Ce rapprochement nous incite à penser qu’une idée similaire est peut-être suggérée ici mais, cette fois, pour le religieux présent dans le chœur et qui, se tournant vers l’assemblée, se voit incité à penser à deux publics différents, à prendre en compte deux capacités de compréhension opposées. On peut aussi constater que, comme à Thuret, du côté des hommes charnels (déambulatoire sud) sont montrées des images plus concrètes parlant de la vie de l’homme et des attitudes qu’il doit adopter ; alors que du côté des aigles, c’est le déambulatoire nord avec végétation et êtres volants, dont la signification n’est pas évidente au premier regard et nécessite une culture religieuse plus importante. D’autres éléments d’organisation peuvent être mis en évidence dans la disposition des sujets dans chaque déambulatoire : au sud une organisation symétrique où des hommes portant ou chevauchant des animaux encadrent deux chapiteaux centraux montrant deux aspects d’une même idée, la

conversion ; au nord au contraire aucune symétrie, deux chapiteaux avec oiseaux semblant illustrer des idées très éloignées, encadrent deux chapiteaux qui, eux aussi, semblent très différents (feuillages et génies).

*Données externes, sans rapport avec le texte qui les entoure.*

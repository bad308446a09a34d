use std::time::{Duration, Instant, SystemTime};

use crate::executor::http::{HttpClient, HttpError, HttpRequestParts, HttpResponseParts};
use crate::executor::types::HttpConfig;
use crate::retry::{decide_retry, RetryConfig, RetryDecision, RetryReason};

pub(crate) struct Sent {
    pub response: HttpResponseParts,
    pub attempts: usize,
    /// Time spent on the attempt that produced `response`.
    pub elapsed: Duration,
    /// Wall time across every attempt, backoff included.
    pub total: Duration,
}

pub(crate) struct SendFailure {
    pub attempts: usize,
    pub error: HttpError,
}

/// Send `parts`, retrying retryable statuses and transient transport errors.
/// Running out of attempts on a status still yields that last response.
/// Statuses are not retried for non-idempotent methods unless configured.
pub(crate) async fn send_with_retry(
    http: &dyn HttpClient,
    parts: &HttpRequestParts,
    http_cfg: &HttpConfig,
    retry: &RetryConfig,
) -> Result<Sent, SendFailure> {
    let status_retries = retry.retries_status_for(&parts.method);
    let first_started = Instant::now();
    let mut attempt = 0usize;
    loop {
        attempt += 1;
        let started = Instant::now();
        let result = http
            .send(parts.clone(), http_cfg.timeout, http_cfg.max_response_bytes)
            .await;
        let elapsed = started.elapsed();

        let decision = match &result {
            Ok(_) if !status_retries => RetryDecision::Stop {
                reason: RetryReason::NotRetryable,
            },
            Ok(resp) => decide_retry(
                retry,
                attempt,
                Some(resp.status),
                Some(&resp.headers),
                false,
                SystemTime::now(),
                || fastrand::u64(..),
            ),
            Err(e) => decide_retry(
                retry,
                attempt,
                None,
                None,
                e.is_transient(),
                SystemTime::now(),
                || fastrand::u64(..),
            ),
        };

        match (decision, result) {
            (RetryDecision::RetryAfter { delay, reason }, _) => {
                tracing::debug!(attempt, ?reason, delay_ms = delay.as_millis() as u64, "retrying request");
                tokio::time::sleep(delay).await;
            }
            (RetryDecision::Stop { .. }, Ok(response)) => {
                return Ok(Sent {
                    response,
                    attempts: attempt,
                    elapsed,
                    total: first_started.elapsed(),
                })
            }
            (RetryDecision::Stop { .. }, Err(error)) => {
                return Err(SendFailure {
                    attempts: attempt,
                    error,
                })
            }
        }
    }
}
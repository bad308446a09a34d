use chrono::{DateTime, Utc};

use crate::types::{new_id, StringMap};

#[derive(Debug, Clone, PartialEq, Eq, serde::Serialize, serde::Deserialize)]
pub struct Environment {
    #[serde(default = "new_id")]
    pub id: String,

    #[serde(default)]
    pub name: String,

    #[serde(default)]
    pub variables: StringMap,

    #[serde(default)]
    pub is_active: bool,

    #[serde(default = "Utc::now")]
    pub created_at: DateTime<Utc>,

    #[serde(default = "Utc::now")]
    pub updated_at: DateTime<Utc>,
}

impl Environment {
    pub fn new(id: impl Into<String>, name: impl Into<String>) -> Self {
        let now = Utc::now();
        Self {
            id: id.into(),
            name: name.into(),
            variables: StringMap::new(),
            is_active: false,
            created_at: now,
            updated_at: now,
        }
    }

    pub fn with_variable(mut self, key: impl Into<String>, value: impl Into<String>) -> Self {
        self.variables.insert(key.into(), value.into());
        self
    }

    pub fn variable(&self, key: &str) -> Option<&str> {
        self.variables.get(key).map(String::as_str)
    }
}
use base64::engine::general_purpose::STANDARD;
use base64::Engine as _;
use litepost_core::AuthStrategy;

/// Header(s) carrying the credentials of `strategy`.
pub(crate) fn auth_headers(strategy: &AuthStrategy) -> Vec<(String, String)> {
    let authorization = match strategy {
        AuthStrategy::Basic { username, password }
        | AuthStrategy::Digest { username, password } => basic(username, password),
        AuthStrategy::Bearer { token } => format!("Bearer {token}"),
        AuthStrategy::OAuth2 {
            access_token,
            token_type,
        } => format!("{} {access_token}", token_type.as_deref().unwrap_or("Bearer")),
        AuthStrategy::Hawk { id, key: _ } => hawk(id),
        AuthStrategy::ApiKey { header, value } => return vec![(header.clone(), value.clone())],
    };
    vec![("Authorization".to_string(), authorization)]
}

fn basic(username: &str, password: &str) -> String {
    format!("Basic {}", STANDARD.encode(format!("{username}:{password}")))
}

// Unsigned: no mac is computed, the key stays local.
fn hawk(id: &str) -> String {
    let ts = chrono::Utc::now().timestamp();
    let nonce: String = std::iter::repeat_with(fastrand::alphanumeric).take(8).collect();
    format!(r#"Hawk id="{id}", ts="{ts}", nonce="{nonce}""#)
}

#[cfg(test)]
mod tests {
    use super::*;

    #[test]
    fn basic_encodes_credentials() {
        let headers = auth_headers(&AuthStrategy::Basic {
            username: "user".into(),
            password: "pass".into(),
        });
        assert_eq!(
            headers,
            vec![("Authorization".to_string(), "Basic dXNlcjpwYXNz".to_string())]
        );
    }

    #[test]
    fn hawk_never_sends_the_key() {
        let headers = auth_headers(&AuthStrategy::Hawk {
            id: "dh37fgj492je".into(),
            key: "werxhqb98rpaxn39848xrunpaw3489ruxnpa98w4rxn".into(),
        });
        let value = &headers[0].1;
        assert!(value.starts_with(r#"Hawk id="dh37fgj492je", ts=""#));
        assert!(value.contains("nonce=\""));
        assert!(!value.contains("werxhqb98"));
    }
}
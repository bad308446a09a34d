use std::path::Path;
use std::sync::Arc;
use std::time::Duration;

use litepost_core::EnvironmentRegistry;
use litepost_exec::{Executor, ExecutorConfig, HttpConfig, ReqwestHttpClient, RetryConfig};
use litepost_store::{MemoryStore, SqliteStore, Storage};
use serde::de::DeserializeOwned;

use crate::output::print_error;
use crate::{HttpArgs, OutputArgs, StoreArgs};

/// Parse a JSON or YAML document from `path`.
pub fn read_document<T: DeserializeOwned>(path: &Path) -> Result<T, String> {
    let content = std::fs::read_to_string(path)
        .map_err(|e| format!("failed to read {}: {e}", path.display()))?;
    if let Ok(v) = serde_json::from_str(&content) {
        return Ok(v);
    }
    serde_yaml::from_str(&content)
        .map_err(|e| format!("{} is neither valid JSON nor YAML: {e}", path.display()))
}

pub fn load_document<T: DeserializeOwned>(path: &Path, output: &OutputArgs) -> Option<T> {
    match read_document(path) {
        Ok(v) => Some(v),
        Err(e) => {
            print_error(output.format, output.quiet, &e);
            None
        }
    }
}

pub fn get_database_url(store: &StoreArgs) -> Option<String> {
    store
        .store
        .clone()
        .or_else(|| std::env::var("DATABASE_URL").ok())
        .filter(|u| !u.trim().is_empty())
}

/// Open the configured SQLite store. Without a database URL, commands that
/// only execute fall back to an in-memory store; the rest report an error.
pub async fn open_store(
    store: &StoreArgs,
    output: &OutputArgs,
    required: bool,
) -> Option<Arc<dyn Storage>> {
    let Some(url) = get_database_url(store) else {
        if required {
            print_error(
                output.format,
                output.quiet,
                "missing database URL. Set --store <url>, LITEPOST_DATABASE_URL, or DATABASE_URL",
            );
            return None;
        }
        tracing::debug!("no database configured, using in-memory store");
        return Some(Arc::new(MemoryStore::new()));
    };
    match SqliteStore::connect(&url, store.max_connections).await {
        Ok(s) => Some(Arc::new(s)),
        Err(e) => {
            print_error(
                output.format,
                output.quiet,
                &format!("failed to open database {url}: {e}"),
            );
            None
        }
    }
}

pub fn build_executor_config(http: &HttpArgs) -> ExecutorConfig {
    ExecutorConfig {
        http: HttpConfig {
            timeout: Duration::from_millis(http.timeout),
            follow_redirects: !http.no_follow_redirects,
            ..HttpConfig::default()
        },
        retry: RetryConfig::default()
            .with_retries(http.retries)
            .with_base_delay(Duration::from_millis(http.retry_delay))
            .with_non_idempotent_retries(http.retry_non_idempotent),
        max_concurrent_executions: http.max_concurrency.max(1),
        ..ExecutorConfig::default()
    }
}

/// Executor over `store` whose registry holds the built-ins plus every
/// stored environment.
pub async fn build_executor(
    http: &HttpArgs,
    store: Arc<dyn Storage>,
    output: &OutputArgs,
) -> Option<Executor> {
    let config = build_executor_config(http);
    let client = match ReqwestHttpClient::new(&config.http) {
        Ok(c) => c,
        Err(e) => {
            print_error(
                output.format,
                output.quiet,
                &format!("failed to build http client: {e}"),
            );
            return None;
        }
    };
    let executor = Executor::new(
        config,
        store,
        Arc::new(client),
        Arc::new(EnvironmentRegistry::new()),
    );
    if let Err(e) = executor.sync_environments().await {
        print_error(
            output.format,
            output.quiet,
            &format!("failed to load environments: {e}"),
        );
        return None;
    }
    Some(executor)
}
use crate::error::AuthError;
use crate::types::StringMap;

/// Stored authentication settings: a kind plus a free-form config map.
///
/// Kept loosely typed so variable substitution and scripts can rewrite any
/// value; [`AuthConfig::strategy`] turns it into a validated [`AuthStrategy`].
#[derive(Debug, Clone, PartialEq, Eq, serde::Serialize, serde::Deserialize)]
pub struct AuthConfig {
    #[serde(alias = "type")]
    pub kind: String,
    #[serde(default)]
    pub config: StringMap,
}

impl AuthConfig {
    pub fn new(kind: impl Into<String>) -> Self {
        Self {
            kind: kind.into(),
            config: StringMap::new(),
        }
    }

    pub fn with(mut self, key: impl Into<String>, value: impl Into<String>) -> Self {
        self.config.insert(key.into(), value.into());
        self
    }

    pub fn strategy(&self) -> Result<AuthStrategy, AuthError> {
        let kind = AuthKind::parse(&self.kind)
            .ok_or_else(|| AuthError::Unsupported(self.kind.clone()))?;
        let name = kind.as_str();
        let get = |key: &'static str| {
            self.config
                .get(key)
                .cloned()
                .ok_or(AuthError::Missing { kind: name, key })
        };
        let strategy = match kind {
            AuthKind::Basic => AuthStrategy::Basic {
                username: get("username")?,
                password: get("password")?,
            },
            AuthKind::Bearer => AuthStrategy::Bearer { token: get("token")? },
            AuthKind::ApiKey => AuthStrategy::ApiKey {
                value: get("value")?,
                header: self
                    .config
                    .get("header")
                    .filter(|h| !h.trim().is_empty())
                    .cloned()
                    .unwrap_or_else(|| DEFAULT_API_KEY_HEADER.to_string()),
            },
            AuthKind::OAuth2 => AuthStrategy::OAuth2 {
                access_token: get("access_token")?,
                token_type: self
                    .config
                    .get("token_type")
                    .filter(|t| !t.trim().is_empty())
                    .cloned(),
            },
            AuthKind::Digest => AuthStrategy::Digest {
                username: get("username")?,
                password: get("password")?,
            },
            AuthKind::Hawk => AuthStrategy::Hawk {
                id: get("id")?,
                key: get("key")?,
            },
        };
        Ok(strategy)
    }
}

pub const DEFAULT_API_KEY_HEADER: &str = "X-API-Key";

#[derive(Debug, Clone, Copy, PartialEq, Eq)]
pub enum AuthKind {
    Basic,
    Bearer,
    ApiKey,
    OAuth2,
    Digest,
    Hawk,
}

impl AuthKind {
    pub fn as_str(&self) -> &'static str {
        match self {
            AuthKind::Basic => "basic",
            AuthKind::Bearer => "bearer",
            AuthKind::ApiKey => "api_key",
            AuthKind::OAuth2 => "oauth2",
            AuthKind::Digest => "digest",
            AuthKind::Hawk => "hawk",
        }
    }

    pub fn parse(s: &str) -> Option<Self> {
        match s.trim().to_ascii_lowercase().as_str() {
            "basic" => Some(AuthKind::Basic),
            "bearer" => Some(AuthKind::Bearer),
            "api_key" | "apikey" => Some(AuthKind::ApiKey),
            "oauth2" => Some(AuthKind::OAuth2),
            "digest" => Some(AuthKind::Digest),
            "hawk" => Some(AuthKind::Hawk),
            _ => None,
        }
    }
}

/// Validated authentication settings, one variant per supported scheme.
#[derive(Debug, Clone, PartialEq, Eq)]
pub enum AuthStrategy {
    Basic { username: String, password: String },
    Bearer { token: String },
    ApiKey { header: String, value: String },
    OAuth2 { access_token: String, token_type: Option<String> },
    /// Sent as Basic credentials; the digest challenge/response is not implemented.
    Digest { username: String, password: String },
    /// Sent as an unsigned Hawk header; no MAC is computed.
    Hawk { id: String, key: String },
}

impl AuthStrategy {
    pub fn kind(&self) -> AuthKind {
        match self {
            AuthStrategy::Basic { .. } => AuthKind::Basic,
            AuthStrategy::Bearer { .. } => AuthKind::Bearer,
            AuthStrategy::ApiKey { .. } => AuthKind::ApiKey,
            AuthStrategy::OAuth2 { .. } => AuthKind::OAuth2,
            AuthStrategy::Digest { .. } => AuthKind::Digest,
            AuthStrategy::Hawk { .. } => AuthKind::Hawk,
        }
    }

    pub fn is_approximation(&self) -> bool {
        matches!(self, AuthStrategy::Digest { .. } | AuthStrategy::Hawk { .. })
    }
}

Si on se pose la même question de volonté d’organisation visuelle pour celui qui arrive de la nef et emprunte le déambulatoire, on voit que, au sud, en entrant il est encadré par deux chapiteaux très terrestres (feuillages et porteurs de moutons), alors que, s’il entre par le côté nord, il pénètre entre des oiseaux végétaux et des diables volant et emportant un pécheur. On aurait alors d’un côté une vision pouvant évoquer, au premier regard, la vie terrestre ordinaire faite de plantes qui poussent et d’hommes qui travaillent ; de l’autre, des images non naturelles, composées d’hybrides et de personnages non visibles en réalité. Donc, d’un côté du concret, de l’autre de l’imaginaire.

On peut donc avancer que, cette première couronne de sculptures semble présenter une autonomie de propos par rapport au rond-point, le seul point de contact étant l’épisode de Zachée qui, en tant que seul épisode biblique du déambulatoire, incité à chercher une correspondance avec les nombreux épisodes bibliques du rond-point.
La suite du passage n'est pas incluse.